> **Your task**
First find the line with "let mut extra = serde_json::Map::new();" in the entries below, then set down exactly every line through the line with "assert_eq!(claims.subject().unwrap(), SubjectRef::User(42));", that line included.

> **Data for review**
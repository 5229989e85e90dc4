//! # tempus-auth
//!
//! The authentication core of the Tempus timesheet backend.
//!
//! ## Modules
//!
//! - `password` — Argon2id password hashing and verification
//! - `jwt` — RS256 token claims, encoding, and decoding
//! - `ledger` — persisted record of every issued token; source of truth
//!   for revocation
//! - `directory` — principal lookup (users and companies)
//! - `session` — login, logout, refresh, and password-change flows

pub mod directory;
pub mod jwt;
pub mod ledger;
pub mod password;
pub mod session;

pub use directory::PrincipalDirectory;
pub use jwt::{Claims, IssuedToken, TokenDecoder, TokenEncoder};
pub use ledger::TokenLedger;
pub use password::PasswordHasher;
pub use session::{Session, SessionManager};
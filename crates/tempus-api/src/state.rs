//! Application state shared across all handlers and middleware.

use std::sync::Arc;

use sqlx::PgPool;

use tempus_auth::jwt::decoder::TokenDecoder;
use tempus_auth::ledger::TokenLedger;
use tempus_auth::session::manager::SessionManager;
use tempus_core::config::AppConfig;

/// Application state containing all shared dependencies.
///
/// Passed to every Axum handler via `State<AppState>`. All fields are
/// `Arc`-wrapped for cheap cloning across tasks.
#[derive(Clone)]
pub struct AppState {
    /// Application configuration.
    pub config: Arc<AppConfig>,
    /// PostgreSQL connection pool.
    pub db_pool: PgPool,
    /// Token decoder and validator.
    pub decoder: Arc<TokenDecoder>,
    /// Token ledger, the revocation source of truth.
    pub ledger: Arc<dyn TokenLedger>,
    /// Session lifecycle manager.
    pub sessions: Arc<SessionManager>,
}

impl std::fmt::Debug for AppState {
    fn fmt(&self, f: &mut std::fmt::Formatter<'_>) -> std::fmt::Result {
        f.debug_struct("AppState")
            .field("decoder", &self.decoder)
            .field("sessions", &self.sessions)
            .finish_non_exhaustive()
    }
}
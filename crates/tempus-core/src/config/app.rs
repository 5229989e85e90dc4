//! Server and CORS configuration.

use serde::{Deserialize, Serialize};

/// HTTP server configuration.
#[derive(Debug, Clone, Serialize, Deserialize)]
pub struct ServerConfig {
    /// Bind address.
    #[serde(default = "default_host")]
    pub host: String,
    /// Bind port.
    #[serde(default = "default_port")]
    pub port: u16,
    /// Request timeout in seconds.
    #[serde(default = "default_request_timeout")]
    pub request_timeout_seconds: u64,
    /// CORS configuration.
    #[serde(default)]
    pub cors: CorsConfig,
}

/// CORS (Cross-Origin Resource Sharing) configuration.
#[derive(Debug, Clone, Serialize, Deserialize)]
pub struct CorsConfig {
    /// Allowed origins (use `["*"]` for development only).
    #[serde(default = "default_allowed_origins")]
    pub allowed_origins: Vec<String>,
    /// Allowed HTTP methods.
    #[serde(default = "default_allowed_methods")]
    pub allowed_methods: Vec<String>,
    /// Allowed HTTP headers.
    #[serde(default = "default_allowed_headers")]
    pub allowed_headers: Vec<String>,
}

impl Default for CorsConfig {
    fn default() -> Self {
        Self {
            allowed_origins: default_allowed_origins(),
            allowed_methods: default_allowed_methods(),
            allowed_headers: default_allowed_headers(),
        }
    }
}

fn default_host() -> String {
    "0.0.0.0".to_string()
}

fn default_port() -> u16 {
    8080
}

fn default_request_timeout() -> u64 {
    30
}

fn default_allowed_origins() -> Vec<String> {
    vec!["*".to_string()]
}

fn default_allowed_methods() -> Vec<String> {
    vec![
        "GET".to_string(),
        "POST".to_string(),
        "PUT".to_string(),
        "DELETE".to_string(),
        "OPTIONS".to_string(),
    ]
}

fn default_allowed_headers() -> Vec<String> {
    vec!["*".to_string()]
}
//! Logging configuration.

use serde::{Deserialize, Serialize};

/// Logging and tracing configuration.
#[derive(Debug, Clone, Serialize, Deserialize)]
pub struct LoggingConfig {
    /// Log level: `"trace"`, `"debug"`, `"info"`, `"warn"`, `"error"`.
    #[serde(default = "default_level")]
    pub level: String,
    /// Log format: `"json"` or `"pretty"`.
    #[serde(default = "default_format")]
    pub format: String,
}

impl Default for LoggingConfig {
    fn default() -> Self {
        Self {
            level: default_level(),
            format: default_format(),
        }
    }
}

fn default_level() -> String {
    "info".to_string()
}

fn default_format() -> String {
    "json".to_string()
}
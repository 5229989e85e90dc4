//! Maps domain `AppError` to HTTP responses.

use axum::Json;
use axum::http::StatusCode;
use axum::response::{IntoResponse, Response};
use serde::{Deserialize, Serialize};

use tempus_core::error::{AppError, ErrorKind};

/// Handler result type: any `AppError` converts into an HTTP response.
pub type ApiResult<T> = Result<T, ApiError>;

/// Newtype carrying an `AppError` across the HTTP boundary.
#[derive(Debug, Clone)]
pub struct ApiError(pub AppError);

impl From<AppError> for ApiError {
    fn from(err: AppError) -> Self {
        Self(err)
    }
}

/// Standard API error response body.
#[derive(Debug, Clone, Serialize, Deserialize)]
pub struct ApiErrorResponse {
    /// Machine-readable error code.
    pub error: String,
    /// Human-readable message.
    pub message: String,
}

impl IntoResponse for ApiError {
    fn into_response(self) -> Response {
        let err = self.0;
        let status = if err.is_unauthenticated() {
            StatusCode::UNAUTHORIZED
        } else {
            match err.kind {
                ErrorKind::Validation => StatusCode::BAD_REQUEST,
                ErrorKind::NotFound => StatusCode::NOT_FOUND,
                ErrorKind::DuplicateId | ErrorKind::Conflict => StatusCode::CONFLICT,
                _ => {
                    tracing::error!(kind = %err.kind, error = %err.message, "Internal server error");
                    StatusCode::INTERNAL_SERVER_ERROR
                }
            }
        };

        // Server-side faults keep their details out of the response body.
        let message = if status == StatusCode::INTERNAL_SERVER_ERROR {
            "Internal server error".to_string()
        } else {
            err.message
        };

        let body = ApiErrorResponse {
            error: err.kind.to_string(),
            message,
        };

        (status, Json(body)).into_response()
    }
}
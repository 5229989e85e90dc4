//! Argon2id password hashing and verification.

use argon2::{
    Argon2,
    password_hash::{
        PasswordHash, PasswordHasher as ArgonHasher, PasswordVerifier, SaltString, rand_core::OsRng,
    },
};

use tempus_core::error::AppError;

/// Handles password hashing and verification using Argon2id.
#[derive(Debug, Clone)]
pub struct PasswordHasher;

impl PasswordHasher {
    /// Creates a new password hasher instance.
    pub fn new() -> Self {
        Self
    }

    /// Hashes a plaintext password using Argon2id with a random salt.
    ///
    /// The output is a self-contained PHC string carrying the salt and
    /// cost parameters.
    pub fn hash_password(&self, password: &str) -> Result<String, AppError> {
        let salt = SaltString::generate(&mut OsRng);
        let argon2 = Argon2::default();

        let hash = argon2
            .hash_password(password.as_bytes(), &salt)
            .map_err(|e| AppError::internal(format!("Password hashing failed: {e}")))?;

        Ok(hash.to_string())
    }

    /// Verifies a plaintext password against a stored Argon2id hash.
    ///
    /// Returns `Ok(false)` for a mismatch and for a digest that cannot be
    /// parsed — a corrupt stored hash must read as "wrong password", not
    /// as a server fault.
    pub fn verify_password(&self, password: &str, hash: &str) -> Result<bool, AppError> {
        let parsed_hash = match PasswordHash::new(hash) {
            Ok(h) => h,
            Err(_) => return Ok(false),
        };

        let argon2 = Argon2::default();
        match argon2.verify_password(password.as_bytes(), &parsed_hash) {
            Ok(()) => Ok(true),
            Err(argon2::password_hash::Error::Password) => Ok(false),
            Err(e) => Err(AppError::internal(format!(
                "Password verification failed: {e}"
            ))),
        }
    }
}

impl Default for PasswordHasher {
    fn default() -> Self {
        Self::new()
    }
}
//! Integration tests for the RS256 token codec.

use chrono::Utc;
use jsonwebtoken::{Algorithm, EncodingKey, Header, encode};
use uuid::Uuid;

use tempus_auth::jwt::{Claims, TokenDecoder, TokenEncoder};
use tempus_core::ErrorKind;
use tempus_core::config::auth::{AuthConfig, KeyMaterial};
use tempus_entity::principal::{Principal, SubjectRef};
use tempus_entity::token::TokenKind;
use tempus_entity::user::{Role, User};

const PRIVATE_PEM: &str = include_str!("fixtures/test_rsa_private.pem");
const PUBLIC_PEM: &str = include_str!("fixtures/test_rsa_public.pem");
const OTHER_PRIVATE_PEM: &str = include_str!("fixtures/other_rsa_private.pem");

fn test_config() -> AuthConfig {
    AuthConfig {
        private_key_path: "unused".into(),
        public_key_path: "unused".into(),
        access_ttl_minutes: 15,
        refresh_ttl_days: 7,
        password_min_length: 8,
    }
}

fn test_keys() -> KeyMaterial {
    KeyMaterial {
        private_pem: PRIVATE_PEM.to_string(),
        public_pem: PUBLIC_PEM.to_string(),
    }
}

fn codec() -> (TokenEncoder, TokenDecoder) {
    let keys = test_keys();
    let encoder = TokenEncoder::new(&test_config(), &keys).unwrap();
    let decoder = TokenDecoder::new(&keys).unwrap();
    (encoder, decoder)
}

fn test_user() -> Principal {
    Principal::User(User {
        id: 42,
        company_id: 7,
        first_name: "Ada".into(),
        last_name: "Lovelace".into(),
        email: "ada@example.com".into(),
        phone: None,
        password_hash: "unused".into(),
        role: Role::Manager,
        created_at: Utc::now(),
    })
}

#[test]
fn test_round_trip_with_extra_claims() {
    let (encoder, decoder) = codec();
    let mut extra = serde_json::Map::new();
    extra.insert("full_name".into(), serde_json::json!("Ada Lovelace"));

    let issued = encoder
        .issue(TokenKind::Access, &test_user(), extra)
        .unwrap();
    let claims = decoder.decode(&issued.token).unwrap();

    assert_eq!(claims.sub, "user:42");
    assert_eq!(claims.subject().unwrap(), SubjectRef::User(42));
    assert_eq!(claims.company_id, 7);
    assert_eq!(claims.role, Some(Role::Manager));
    assert_eq!(claims.kind, TokenKind::Access);
    assert_eq!(claims.jti, issued.jti);
    assert_eq!(claims.extra["full_name"], "Ada Lovelace");
    assert!(!claims.is_expired());
}

#[test]
fn test_each_issuance_gets_a_fresh_jti() {
    let (encoder, _) = codec();
    let principal = test_user();
    let mut seen = std::collections::HashSet::new();
    for _ in 0..20 {
        let issued = encoder
            .issue(TokenKind::Refresh, &principal, serde_json::Map::new())
            .unwrap();
        assert!(seen.insert(issued.jti));
    }
}

#[test]
fn test_pair_shares_nothing_but_subject() {
    let (encoder, decoder) = codec();
    let (access, refresh) = encoder
        .issue_pair(&test_user(), serde_json::Map::new())
        .unwrap();

    assert_eq!(access.kind, TokenKind::Access);
    assert_eq!(refresh.kind, TokenKind::Refresh);
    assert_ne!(access.jti, refresh.jti);
    assert!(refresh.expires_at > access.expires_at);

    let a = decoder.decode(&access.token).unwrap();
    let r = decoder.decode(&refresh.token).unwrap();
    assert_eq!(a.sub, r.sub);
}

#[test]
fn test_expired_token_reports_expired() {
    let (_, decoder) = codec();
    let now = Utc::now().timestamp();
    let claims = Claims {
        sub: "user:42".into(),
        company_id: 7,
        role: None,
        iat: now - 7200,
        exp: now - 3600,
        jti: Uuid::new_v4(),
        kind: TokenKind::Access,
        extra: serde_json::Map::new(),
    };
    let key = EncodingKey::from_rsa_pem(PRIVATE_PEM.as_bytes()).unwrap();
    let token = encode(&Header::new(Algorithm::RS256), &claims, &key).unwrap();

    let err = decoder.decode(&token).unwrap_err();
    assert_eq!(err.kind, ErrorKind::Expired);
}

#[test]
fn test_foreign_key_reports_bad_signature() {
    let (_, decoder) = codec();
    let foreign_config = test_config();
    let foreign_keys = KeyMaterial {
        private_pem: OTHER_PRIVATE_PEM.to_string(),
        public_pem: PUBLIC_PEM.to_string(),
    };
    let foreign_encoder = TokenEncoder::new(&foreign_config, &foreign_keys).unwrap();

    let issued = foreign_encoder
        .issue(TokenKind::Access, &test_user(), serde_json::Map::new())
        .unwrap();
    let err = decoder.decode(&issued.token).unwrap_err();
    assert_eq!(err.kind, ErrorKind::BadSignature);
}

#[test]
fn test_garbage_reports_malformed() {
    let (_, decoder) = codec();
    for garbage in ["", "not.a.jwt", "aaaa.bbbb.cccc"] {
        let err = decoder.decode(garbage).unwrap_err();
        assert_eq!(err.kind, ErrorKind::Malformed, "input: {garbage:?}");
    }
}

#[test]
fn test_kind_mismatch_reports_malformed() {
    let (encoder, decoder) = codec();
    let access = encoder
        .issue(TokenKind::Access, &test_user(), serde_json::Map::new())
        .unwrap();

    let err = decoder
        .decode_kind(&access.token, TokenKind::Refresh)
        .unwrap_err();
    assert_eq!(err.kind, ErrorKind::Malformed);

    // The right kind still decodes.
    assert!(decoder.decode_kind(&access.token, TokenKind::Access).is_ok());
}
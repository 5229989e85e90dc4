//! # tempus-api
//!
//! HTTP API layer for Tempus built on Axum.
//!
//! Provides the authentication endpoints, the access-guard extractor,
//! middleware (CORS, compression, logging), DTOs, and error mapping.

pub mod app;
pub mod dto;
pub mod error;
pub mod extractors;
pub mod handlers;
pub mod middleware;
pub mod router;
pub mod state;

pub use app::{build_app, run_server};
pub use error::{ApiError, ApiResult};
pub use state::AppState;
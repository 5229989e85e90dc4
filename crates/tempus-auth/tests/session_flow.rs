//! Integration tests for the session flows, running against the
//! in-memory ledger and directory.

use std::sync::Arc;

use chrono::Utc;

use tempus_auth::directory::MemoryPrincipalDirectory;
use tempus_auth::jwt::{TokenDecoder, TokenEncoder};
use tempus_auth::ledger::{MemoryTokenLedger, TokenLedger};
use tempus_auth::password::PasswordHasher;
use tempus_auth::session::SessionManager;
use tempus_core::ErrorKind;
use tempus_core::config::auth::{AuthConfig, KeyMaterial};
use tempus_entity::company::Company;
use tempus_entity::principal::{Principal, SubjectRef};
use tempus_entity::token::TokenKind;
use tempus_entity::user::{Role, User};

const PRIVATE_PEM: &str = include_str!("fixtures/test_rsa_private.pem");
const PUBLIC_PEM: &str = include_str!("fixtures/test_rsa_public.pem");

const USER_PASSWORD: &str = "correct horse battery";
const COMPANY_PASSWORD: &str = "tenant-passw0rd";

struct Harness {
    manager: SessionManager,
    ledger: Arc<MemoryTokenLedger>,
    directory: Arc<MemoryPrincipalDirectory>,
    decoder: Arc<TokenDecoder>,
}

async fn harness() -> Harness {
    let config = AuthConfig {
        private_key_path: "unused".into(),
        public_key_path: "unused".into(),
        access_ttl_minutes: 15,
        refresh_ttl_days: 7,
        password_min_length: 8,
    };
    let keys = KeyMaterial {
        private_pem: PRIVATE_PEM.to_string(),
        public_pem: PUBLIC_PEM.to_string(),
    };
    let encoder = Arc::new(TokenEncoder::new(&config, &keys).unwrap());
    let decoder = Arc::new(TokenDecoder::new(&keys).unwrap());
    let ledger = Arc::new(MemoryTokenLedger::new());
    let directory = Arc::new(MemoryPrincipalDirectory::new());

    let hasher = PasswordHasher::new();
    directory
        .insert(Principal::User(User {
            id: 1,
            company_id: 10,
            first_name: "Grace".into(),
            last_name: "Hopper".into(),
            email: "grace@example.com".into(),
            phone: None,
            password_hash: hasher.hash_password(USER_PASSWORD).unwrap(),
            role: Role::Admin,
            created_at: Utc::now(),
        }))
        .await;
    directory
        .insert(Principal::Company(Company {
            id: 10,
            name: "Example Corp".into(),
            industry: None,
            email_domain: "example.com".into(),
            contact_email: "admin@example.com".into(),
            contact_number: None,
            address: None,
            password_hash: Some(hasher.hash_password(COMPANY_PASSWORD).unwrap()),
            created_at: Utc::now(),
        }))
        .await;

    let manager = SessionManager::new(
        &config,
        encoder,
        decoder.clone(),
        ledger.clone(),
        directory.clone(),
    );

    Harness {
        manager,
        ledger,
        directory,
        decoder,
    }
}

#[tokio::test]
async fn test_login_records_a_live_token_pair() {
    let h = harness().await;
    let session = h
        .manager
        .login("grace@example.com", USER_PASSWORD)
        .await
        .unwrap();

    assert_eq!(session.access.kind, TokenKind::Access);
    assert_eq!(session.refresh.kind, TokenKind::Refresh);
    assert!(!h.ledger.is_revoked(session.access.jti).await.unwrap());
    assert!(!h.ledger.is_revoked(session.refresh.jti).await.unwrap());
    assert_eq!(h.ledger.active_count_for("user:1").await, 2);

    let claims = h.decoder.decode(&session.access.token).unwrap();
    assert_eq!(claims.sub, "user:1");
    assert_eq!(claims.company_id, 10);
    assert_eq!(claims.role, Some(Role::Admin));
}

#[tokio::test]
async fn test_company_login_by_contact_email() {
    let h = harness().await;
    let session = h
        .manager
        .login("admin@example.com", COMPANY_PASSWORD)
        .await
        .unwrap();

    let claims = h.decoder.decode(&session.access.token).unwrap();
    assert_eq!(claims.subject().unwrap(), SubjectRef::Company(10));
    assert_eq!(claims.role, None);
}

#[tokio::test]
async fn test_unknown_email_and_wrong_password_are_indistinguishable() {
    let h = harness().await;

    let unknown = h
        .manager
        .login("nobody@example.com", USER_PASSWORD)
        .await
        .unwrap_err();
    let wrong = h
        .manager
        .login("grace@example.com", "wrong password")
        .await
        .unwrap_err();

    assert_eq!(unknown.kind, ErrorKind::InvalidCredentials);
    assert_eq!(wrong.kind, unknown.kind);
    assert_eq!(wrong.message, unknown.message);
    // Nothing reaches the ledger on a failed login.
    assert_eq!(h.ledger.active_count_for("user:1").await, 0);
}

#[tokio::test]
async fn test_logout_revokes_and_is_idempotent() {
    let h = harness().await;
    let session = h
        .manager
        .login("grace@example.com", USER_PASSWORD)
        .await
        .unwrap();

    let claims = h.decoder.decode(&session.access.token).unwrap();
    h.manager.logout(&claims).await.unwrap();
    assert!(h.ledger.is_revoked(claims.jti).await.unwrap());

    // A second logout with the same token is still a success.
    h.manager.logout(&claims).await.unwrap();

    // The refresh token is untouched.
    assert!(!h.ledger.is_revoked(session.refresh.jti).await.unwrap());
}

#[tokio::test]
async fn test_refresh_mints_and_records_a_new_access_token() {
    let h = harness().await;
    let session = h
        .manager
        .login("grace@example.com", USER_PASSWORD)
        .await
        .unwrap();

    let access = h.manager.refresh(&session.refresh.token).await.unwrap();
    assert_eq!(access.kind, TokenKind::Access);
    assert_ne!(access.jti, session.access.jti);
    assert!(!h.ledger.is_revoked(access.jti).await.unwrap());
    assert_eq!(h.ledger.kind_of(access.jti).await, Some(TokenKind::Access));
    assert_eq!(h.ledger.active_count_for("user:1").await, 3);
}

#[tokio::test]
async fn test_refresh_rejects_access_tokens_without_ledger_writes() {
    let h = harness().await;
    let session = h
        .manager
        .login("grace@example.com", USER_PASSWORD)
        .await
        .unwrap();

    let err = h.manager.refresh(&session.access.token).await.unwrap_err();
    assert_eq!(err.kind, ErrorKind::Malformed);
    assert_eq!(h.ledger.active_count_for("user:1").await, 2);
}

#[tokio::test]
async fn test_refresh_rejects_revoked_refresh_tokens() {
    let h = harness().await;
    let session = h
        .manager
        .login("grace@example.com", USER_PASSWORD)
        .await
        .unwrap();

    h.ledger.revoke(session.refresh.jti).await.unwrap();
    let err = h.manager.refresh(&session.refresh.token).await.unwrap_err();
    assert_eq!(err.kind, ErrorKind::Revoked);
}

#[tokio::test]
async fn test_change_password_rotates_the_credential() {
    let h = harness().await;
    h.manager
        .change_password(SubjectRef::User(1), USER_PASSWORD, "brand new passphrase")
        .await
        .unwrap();

    // Old password no longer works, new one does.
    let err = h
        .manager
        .login("grace@example.com", USER_PASSWORD)
        .await
        .unwrap_err();
    assert_eq!(err.kind, ErrorKind::InvalidCredentials);
    h.manager
        .login("grace@example.com", "brand new passphrase")
        .await
        .unwrap();
}

#[tokio::test]
async fn test_change_password_validations() {
    let h = harness().await;

    let too_short = h
        .manager
        .change_password(SubjectRef::User(1), USER_PASSWORD, "short")
        .await
        .unwrap_err();
    assert_eq!(too_short.kind, ErrorKind::Validation);

    let unchanged = h
        .manager
        .change_password(SubjectRef::User(1), USER_PASSWORD, USER_PASSWORD)
        .await
        .unwrap_err();
    assert_eq!(unchanged.kind, ErrorKind::Validation);

    let wrong_current = h
        .manager
        .change_password(SubjectRef::User(1), "not the password", "a fine new password")
        .await
        .unwrap_err();
    assert_eq!(wrong_current.kind, ErrorKind::InvalidCredentials);

    let missing = h
        .manager
        .change_password(SubjectRef::User(99), USER_PASSWORD, "a fine new password")
        .await
        .unwrap_err();
    assert_eq!(missing.kind, ErrorKind::NotFound);
}

#[tokio::test]
async fn test_change_password_leaves_existing_sessions_alive() {
    let h = harness().await;
    let session = h
        .manager
        .login("grace@example.com", USER_PASSWORD)
        .await
        .unwrap();

    h.manager
        .change_password(SubjectRef::User(1), USER_PASSWORD, "brand new passphrase")
        .await
        .unwrap();

    assert!(!h.ledger.is_revoked(session.access.jti).await.unwrap());
    assert!(h.manager.refresh(&session.refresh.token).await.is_ok());
}

#[tokio::test]
async fn test_revoke_all_sweeps_only_the_subject() {
    let h = harness().await;
    h.manager
        .login("grace@example.com", USER_PASSWORD)
        .await
        .unwrap();
    h.manager
        .login("grace@example.com", USER_PASSWORD)
        .await
        .unwrap();
    let company_session = h
        .manager
        .login("admin@example.com", COMPANY_PASSWORD)
        .await
        .unwrap();

    let swept = h
        .manager
        .revoke_all_for(SubjectRef::User(1))
        .await
        .unwrap();
    assert_eq!(swept, 4);
    assert_eq!(h.ledger.active_count_for("user:1").await, 0);
    assert!(
        !h.ledger
            .is_revoked(company_session.access.jti)
            .await
            .unwrap()
    );

    // Second sweep finds nothing left.
    assert_eq!(
        h.manager
            .revoke_all_for(SubjectRef::User(1))
            .await
            .unwrap(),
        0
    );
}

#[tokio::test]
async fn test_refresh_fails_when_the_subject_is_gone() {
    let h = harness().await;
    let session = h
        .manager
        .login("grace@example.com", USER_PASSWORD)
        .await
        .unwrap();

    // Fresh directory without the user, same ledger and keys.
    let config = AuthConfig {
        private_key_path: "unused".into(),
        public_key_path: "unused".into(),
        access_ttl_minutes: 15,
        refresh_ttl_days: 7,
        password_min_length: 8,
    };
    let keys = KeyMaterial {
        private_pem: PRIVATE_PEM.to_string(),
        public_pem: PUBLIC_PEM.to_string(),
    };
    let manager = SessionManager::new(
        &config,
        Arc::new(TokenEncoder::new(&config, &keys).unwrap()),
        Arc::new(TokenDecoder::new(&keys).unwrap()),
        h.ledger.clone(),
        Arc::new(MemoryPrincipalDirectory::new()),
    );

    let err = manager.refresh(&session.refresh.token).await.unwrap_err();
    assert_eq!(err.kind, ErrorKind::NotFound);
    let _ = h.directory;
}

> **Response**
    let mut extra = serde_json::Map::new();
    extra.insert("full_name".into(), serde_json::json!("Ada Lovelace"));

    let issued = encoder
        .issue(TokenKind::Access, &test_user(), extra)
        .unwrap();
    let claims = decoder.decode(&issued.token).unwrap();

    assert_eq!(claims.sub, "user:42");
    assert_eq!(claims.subject().unwrap(), SubjectRef::User(42));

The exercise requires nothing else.